• _Problem statement_
Search the records for lines with the word "siblings" and copy each match.

• _Given entries_
//! Connector routing.
//!
//! Every relationship is drawn as a straight connector between the centers of
//! its two entities, clipped at each entity's nominal bounding box. Connectors
//! that join the same unordered pair of entities are "siblings" and are spread
//! apart perpendicular to their own direction so they never overlap:
//!
//! ```text
//!        k=0  ─────────────►   offset -S
//!   [A]  k=1  ─────────────►   offset  0    [B]
//!        k=2  ◄─────────────   offset +S
//! ```
//!
//! The offset of sibling `k` out of `n` is `(k - (n - 1) / 2) * S`, where `S`
//! is the spacing and `k` is the relationship's position in the diagram's
//! relationship list among its siblings. Because the perpendicular is taken
//! from each connector's own direction, a reversed sibling is displaced to
//! the mirrored side.
//!
//! Routing is a pure function of the diagram. It never mutates it.

use log::{debug, trace};
use serde::Serialize;

use crate::{
    geometry::Point,
    model::{Diagram, Relationship},
    shape::clip_to_bounding_box,
};

/// Distance between adjacent parallel connectors.
pub const DEFAULT_PARALLEL_SPACING: f32 = 20.0;

/// The computed geometry of one connector.
#[derive(Debug, Clone, PartialEq, Serialize)]
#[serde(rename_all = "camelCase")]
pub struct ConnectorRoute {
    pub relationship_id: String,
    /// Where the connector leaves the source entity's bounding box.
    pub start: Point,
    /// Where the connector enters the target entity's bounding box.
    pub end: Point,
    /// Center of the connector label.
    pub label_anchor: Point,
    /// Signed perpendicular displacement of this connector.
    pub offset: f32,
    pub sibling_index: usize,
    pub sibling_count: usize,
}

/// Computes connector geometry for a diagram.
///
/// # Examples
///
/// ```
/// # use strata_core::geometry::Point;
/// # use strata_core::model::{Diagram, EntityType, RelationshipType};
/// # use strata_core::routing::Router;
/// # use strata_core::shape::EntityShape;
/// let mut diagram = Diagram::new();
/// let a = diagram
///     .add_entity_at(EntityType::Individual, EntityShape::Rectangle, Point::new(100.0, 100.0))
///     .id()
///     .to_string();
/// let b = diagram
///     .add_entity_at(EntityType::Individual, EntityShape::Rectangle, Point::new(300.0, 100.0))
///     .id()
///     .to_string();
/// diagram.add_relationship(&a, &b, RelationshipType::Equity, "Equity", Default::default());
///
/// let routes = Router::default().route_all(&diagram);
/// assert_eq!(routes[0].start, Point::new(170.0, 100.0));
/// assert_eq!(routes[0].end, Point::new(230.0, 100.0));
/// ```
#[derive(Debug, Clone, Copy, PartialEq)]
pub struct Router {
    spacing: f32,
}

impl Default for Router {
    fn default() -> Self {
        Self::new(DEFAULT_PARALLEL_SPACING)
    }
}

impl Router {
    pub fn new(spacing: f32) -> Self {
        Self { spacing }
    }

    pub fn spacing(&self) -> f32 {
        self.spacing
    }

    /// Routes every relationship whose endpoints both exist, in relationship
    /// order. Relationships with a missing endpoint are skipped.
    pub fn route_all(&self, diagram: &Diagram) -> Vec<ConnectorRoute> {
        let routes: Vec<ConnectorRoute> = diagram
            .relationships()
            .iter()
            .filter_map(|relationship| self.route(diagram, relationship))
            .collect();

        trace!(
            routed = routes.len(),
            total = diagram.relationships().len();
            "Routed connectors"
        );
        routes
    }

    /// Routes a single relationship of `diagram`.
    ///
    /// Returns `None` when either endpoint names no entity.
    pub fn route(&self, diagram: &Diagram, relationship: &Relationship) -> Option<ConnectorRoute> {
        let (Some(from), Some(to)) = (
            diagram.entity(&relationship.from_id),
            diagram.entity(&relationship.to_id),
        ) else {
            debug!(
                relationship_id = relationship.id(),
                from_id = relationship.from_id.as_str(),
                to_id = relationship.to_id.as_str();
                "Skipping relationship with missing endpoint"
            );
            return None;
        };

        let (sibling_index, sibling_count) = sibling_position(diagram, relationship);
        let offset = self.sibling_offset(sibling_index, sibling_count);

        let from_center = from.position();
        let to_center = to.position();
        let normal = to_center.sub_point(from_center).unit_normal();
        let displacement = normal.scale(offset);

        let adjusted_from = from_center.add_point(displacement);
        let adjusted_to = to_center.add_point(displacement);

        let start = clip_to_bounding_box(adjusted_to, adjusted_from, from.shape().nominal_size());
        let end = clip_to_bounding_box(adjusted_from, adjusted_to, to.shape().nominal_size());
        let label_anchor = adjusted_from
            .midpoint(adjusted_to)
            .add_point(normal.scale(offset * 0.5));

        Some(ConnectorRoute {
            relationship_id: relationship.id().to_string(),
            start,
            end,
            label_anchor,
            offset,
            sibling_index,
            sibling_count,
        })
    }

    /// Returns the perpendicular offset of sibling `index` out of `count`.
    ///
    /// The offsets are symmetric about zero; a lone connector has offset 0.
    ///
    /// ```
    /// # use strata_core::routing::Router;
    /// let router = Router::default();
    /// assert_eq!(router.sibling_offset(0, 1), 0.0);
    /// assert_eq!(router.sibling_offset(0, 2), -10.0);
    /// assert_eq!(router.sibling_offset(2, 3), 20.0);
    /// ```
    pub fn sibling_offset(&self, index: usize, count: usize) -> f32 {
        if count == 0 {
            return 0.0;
        }
        (index as f32 - (count as f32 - 1.0) / 2.0) * self.spacing
    }
}

/// Position of `relationship` among the relationships joining the same
/// unordered entity pair, in list order, and the size of that group. A
/// duplicated id takes the position of its first occurrence.
fn sibling_position(diagram: &Diagram, relationship: &Relationship) -> (usize, usize) {
    let mut index = None;
    let mut count = 0;
    for candidate in diagram.relationships() {
        if !candidate.is_sibling_of(relationship) {
            continue;
        }
        if index.is_none() && candidate.id() == relationship.id() {
            index = Some(count);
        }
        count += 1;
    }
    (index.unwrap_or(0), count.max(1))
}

• _Result of this task_
//! that join the same unordered pair of entities are "siblings" and are spread
//! relationship list among its siblings. Because the perpendicular is taken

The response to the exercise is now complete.